The Jerusalem Post newspaper headlined its coverage of the speech: "Netanyahu rejects complete pullback to 1967 border."
The newspaper reported that Israeli Prime Minister Benjamin Netanyahu, departing for a meeting with Obama in Washington, said, "The viability of a Palestinian state cannot come at the expense of Israel's existence."
Not all were critical of Obama's speech, however.
Former Egyptian parliamentarian Mona Makram-Ebeid, a Coptic Christian, described it as "fantastic ... sweeping" and "very evenhanded" on the Israel-Palestinian conflict.
"He focused on the anguish of the people," said Makram-Ebeid, a Harvard-educated professor at American University in Cairo. "He spoke about Coptic Christians and their right to pray.
"It will give comfort to the Christians; they are besieged here. The Copts have never been as embattled and besieged they are today. They are living in fear."
Sectarian violence in Egypt has killed scores of Coptic Christians in recent weeks.
Makram-Ebeid praised the president's focus on women in the region: "The (Egyptian) army here seems to forget about women, that they are 50 percent of population.
"Obama spoke to the people, not to the leaders. That is the difference," she said.
David Ainsman, a Downtown lawyer and chairman of the Community Relations Council of the Jewish Federation of Greater Pittsburgh, said the Jewish community is diverse enough that some will receive Obama's comments well, while others will criticize the president.
"I wasn't shocked at all," said Ainsman, who noted that he was speaking on behalf of himself and not the council.
The points Obama made - namely about a two-state solution and that the Palestinians plan to go to the United Nations - are not new, he said.

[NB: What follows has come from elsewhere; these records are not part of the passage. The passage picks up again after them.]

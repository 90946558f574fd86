//! Membership creation, cancellation and the expiry sweep.

use chrono::{DateTime, Utc};
use gym_core::{CalendarDate, MembershipId, PageRequest};
use gym_state::{
    require_assignable_plan, require_member, require_no_active_membership, DomainError,
    Membership, MembershipRequest,
};

use crate::db::{Database, MembershipFilter};
use crate::error::AppError;

/// Open a membership after the admission gate.
///
/// Order: member exists, member not deleted, plan exists, plan active, no
/// active membership. The last step is a pre-check; a concurrent request
/// that slips past it is rejected by the storage constraint with the same
/// `ActiveMembershipExists` error, and nothing is written in either case.
pub async fn create(
    db: &Database,
    request: MembershipRequest,
    now: DateTime<Utc>,
) -> Result<Membership, AppError> {
    let member = require_member(db.get_member(request.member_id).await?, request.member_id)?;
    let plan = require_assignable_plan(db.get_plan(request.plan_id).await?, request.plan_id)?;
    let active = db.find_active_membership(member.id).await?;
    require_no_active_membership(active.as_ref(), member.id)?;

    let membership = Membership::open(&member, &plan, request.start_date, request.end_date, now)?;
    db.insert_membership(&membership).await?;

    tracing::info!(
        membership_id = %membership.id,
        member_id = %member.id,
        plan_id = %plan.id,
        end_date = %membership.end_date,
        "membership opened"
    );
    Ok(membership)
}

pub async fn get(db: &Database, id: MembershipId) -> Result<Membership, AppError> {
    Ok(db
        .get_membership(id)
        .await?
        .ok_or(DomainError::MembershipNotFound(id))?)
}

pub async fn list(
    db: &Database,
    filter: &MembershipFilter,
    page: PageRequest,
) -> Result<(Vec<Membership>, u64), AppError> {
    Ok(db.list_memberships(filter, page).await?)
}

/// Cancel an active membership. `cancelled_at` defaults to today's date on
/// the server clock.
///
/// The write is conditional on the stored status still being `active`. If
/// another writer got there first, the stored record is re-read and its
/// status decides the error.
pub async fn cancel(
    db: &Database,
    id: MembershipId,
    cancelled_at: Option<CalendarDate>,
    now: DateTime<Utc>,
) -> Result<Membership, AppError> {
    let mut membership = get(db, id).await?;
    let on = match cancelled_at {
        Some(on) => on,
        None => CalendarDate::from_naive(now.date_naive())
            .map_err(|e| AppError::Internal(format!("server date out of range: {e}")))?,
    };
    membership.cancel(on, now)?;

    if !db.save_membership_transition(&membership).await? {
        let mut current = get(db, id).await?;
        current.cancel(on, now)?;
        return Err(AppError::Internal(format!(
            "membership {id} changed concurrently but is still active"
        )));
    }

    tracing::info!(membership_id = %id, cancelled_at = %on, "membership cancelled");
    Ok(membership)
}

/// Number of memberships the sweep would expire as of `as_of`.
pub async fn count_lapsed(db: &Database, as_of: CalendarDate) -> Result<u64, AppError> {
    Ok(db.count_lapsed_memberships(as_of).await?)
}

/// Transition every active membership whose end date is before `as_of` to
/// `expired`. A membership is valid through its end date inclusive.
pub async fn expire_lapsed(
    db: &Database,
    as_of: CalendarDate,
    now: DateTime<Utc>,
) -> Result<u64, AppError> {
    let expired = db.expire_lapsed_memberships(as_of, now).await?;
    tracing::info!(as_of = %as_of, expired, "expiry sweep finished");
    Ok(expired)
}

"I've always been optimistic two states could be created, but I'm no more optimistic about that after the speech than I was before," Ainsman said. "Creating two states right now would be very difficult."
Lou Weiss, a self-described conservative from Squirrel Hill, said Obama did not say anything radically new.
"Not to sound like a pessimist, but the conflict -- the way I see it -- isn't about land, and it never has been," Weiss said. "It's really about the Palestinians' absolute denial of the Jewish state to exist."
Weiss, who is Jewish, was appreciative of Obama's comments to push other countries in the Middle East.
"If it were only about land or property, it would have been settled 63 years ago," Weiss said. "Everyone is onboard with two states - everyone except the Palestinians, unfortunately."